Within 326 days from the WHO declaring COVID-19 a global pandemic, the first vaccine was approved, and, shortly thereafter, administered. Since then, 33 vaccines (5.9% of all vaccines being researched) have received permissions for use by regulatory authorities. Most R&D is therefore still ongoing, also for COVID-19 treatments, where only 1.9% have received regulatory approvals. Scientists could move at such a remarkable pace thanks to decades of prior research, underpinned by a strong IP framework. Preserving the ability to innovate is essential to secure the future R&D pipeline.
Starting from scratch in 2021, by January 2022 12.1 billion COVID-19 vaccine doses have been produced, 2.9 billion doses more than have been administered. So vaccine production is not the bottleneck. The manufacturing scale up would not have been possible without building new production lines able to produce millions of doses to the highest quality standards, managing global supply chains for hundreds of ingredients, and forging 357 voluntary licensing agreements around the world to increase manufacturing output. Further production expansions are planned, notably in Africa.
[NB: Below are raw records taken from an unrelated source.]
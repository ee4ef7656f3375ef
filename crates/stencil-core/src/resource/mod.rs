//! URL-addressed resources
//!
//! A [`ResourceProvider`] resolves a [`Resource`] from a URL it supports.
//! Callers may check [`ResourceProvider::supports`] up front; every
//! implementation also checks it inside `get` and answers
//! [`ProviderError::Unsupported`] instead of returning wrong data.
//!
//! Composites:
//! - [`MultiProvider`]: first member that supports the URL and finds it wins
//! - [`MappedProvider`]: rewrites URLs before delegating
//! - [`CachedResourceProvider`]: caches by URL string
//! - [`AdaptedProvider`]: maps the resolved value
//! - [`ValidatedProvider`]: checks the resolved value against a schema

pub mod decorators;
pub mod mapped;
pub mod multi;
pub mod validated;

use crate::error::ProviderError;
use crate::provider::ProviderResult;
use async_trait::async_trait;
use url::Url;

pub use decorators::{AdaptedProvider, CachedResourceProvider};
pub use mapped::{MappedProvider, MappingRule, UrlMapping};
pub use multi::MultiProvider;
pub use validated::{SchemaValidator, ValidatedProvider, Validator};

/// A value tagged with the URL it was resolved from
#[derive(Debug, Clone, PartialEq)]
pub struct Resource<T> {
    pub url: Url,
    pub value: T,
}

impl<T> Resource<T> {
    pub fn new(url: Url, value: T) -> Self {
        Self { url, value }
    }

    pub fn map<U>(self, f: impl FnOnce(T) -> U) -> Resource<U> {
        Resource {
            url: self.url,
            value: f(self.value),
        }
    }
}

/// Resolves values addressed by URL
#[async_trait]
pub trait ResourceProvider<T>: Send + Sync {
    /// Whether this provider can handle the URL
    fn supports(&self, url: &Url) -> bool;

    /// Resolve the resource at the URL
    async fn get(&self, url: &Url) -> ProviderResult<Resource<T>>;
}

/// Boxed resource provider
pub type BoxResourceProvider<T> = Box<dyn ResourceProvider<T>>;

/// Error returned when `get` is invoked with a URL the provider does not support
pub fn unsupported(url: &Url) -> ProviderError {
    ProviderError::Unsupported(format!("Unsupported URL: {}", url))
}

/// Resolves every URL to the same value
#[derive(Debug, Clone)]
pub struct ConstantResourceProvider<T> {
    value: T,
}

impl<T> ConstantResourceProvider<T> {
    pub fn new(value: T) -> Self {
        Self { value }
    }
}

#[async_trait]
impl<T> ResourceProvider<T> for ConstantResourceProvider<T>
where
    T: Clone + Send + Sync,
{
    fn supports(&self, _url: &Url) -> bool {
        true
    }

    async fn get(&self, url: &Url) -> ProviderResult<Resource<T>> {
        Ok(Resource::new(url.clone(), self.value.clone()))
    }
}


#[cfg(test)]
mod tests {
    use super::*;

    #[tokio::test]
    async fn test_constant_supports_everything() {
        let provider = ConstantResourceProvider::new(42);
        let url = Url::parse("memory://anything").unwrap();
        assert!(provider.supports(&url));

        let resource = provider.get(&url).await.unwrap();
        assert_eq!(resource.value, 42);
        assert_eq!(resource.url, url);
    }

    #[test]
    fn test_resource_map_keeps_url() {
        let url = Url::parse("file:///tmp/a.json").unwrap();
        let resource = Resource::new(url.clone(), "1").map(|v| v.len());
        assert_eq!(resource, Resource::new(url, 1));
    }
}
Produced vaccines need to be distributed globally. Trade restrictions have proved to be major bottlenecks to distribution. But in the second half of 2021 exports have increased rapidly, with major vaccine producing countries easing export restrictions on vaccines and supplies. This has led to 4.2 billion vaccines reaching lower middle income countries (LMICs) and low income countries (LICs), with COVAX shipments peaking in December 2021. With distribution no longer being a barrier to vaccine equity either, attention needs to focus on ensuring that distributed vaccines are swiftly deployed.
Healthcare system capacities and vaccine hesitancy are key factors that hold back vaccination success, according to the WHO. It is now time to focus efforts on turning ‘vaccines’ into ‘vaccinations’. To this end, ensuring country readiness (including coordination of roll-out campaigns, adequate storage and distribution infrastructure, more trained healthcare workers, and sufficient delivery funding and dispersal) and informing citizens that vaccines are safe, are vital to get vaccines administered. 0.99 bn adults in LMICs and LICs still have not been fully vaccinated.
Step 5: R&D and the emergence of new variants
R&D has given the world safe and effective tools against COVID-19. While effective vaccines and treatments are entering the market as regulatory approvals continue, we have only seen the tip of the iceberg. The approved vaccines and treatments represent only a very small fraction of the R&D pipeline. We cannot let our guard down – with the level of risk of emerging new variants remaining medium to high, continued R&D and testing of efficacy of current vaccines and treatments against Variants of Concern (e.g. Delta, Omicron) remains vital.
Evidence shows that production is not standing in the way of vaccine equity. Also global distribution is decreasingly a bottleneck to access to vaccines, as unused stocks around the world are rising fast. IP has been a key enabler throughout – and continues to be so. It is because of the investment in R&D and a predictable IP system that we increasingly have vaccines and treatments to fight COVID-19. The bottlenecks that hamper success to get vaccines in people’s arms are inadequate healthcare system capacities and vaccine hesitancy. Diverting energy away from these real bottlenecks is misguided at best and disincentivising innovation that we continue to need to fight this pandemic (and future ones) is the wrong way to go. It would be most effective to focus all energy on the main remaining barriers to vaccine equity, while – at the same time – making sure that trade barriers continue to go down.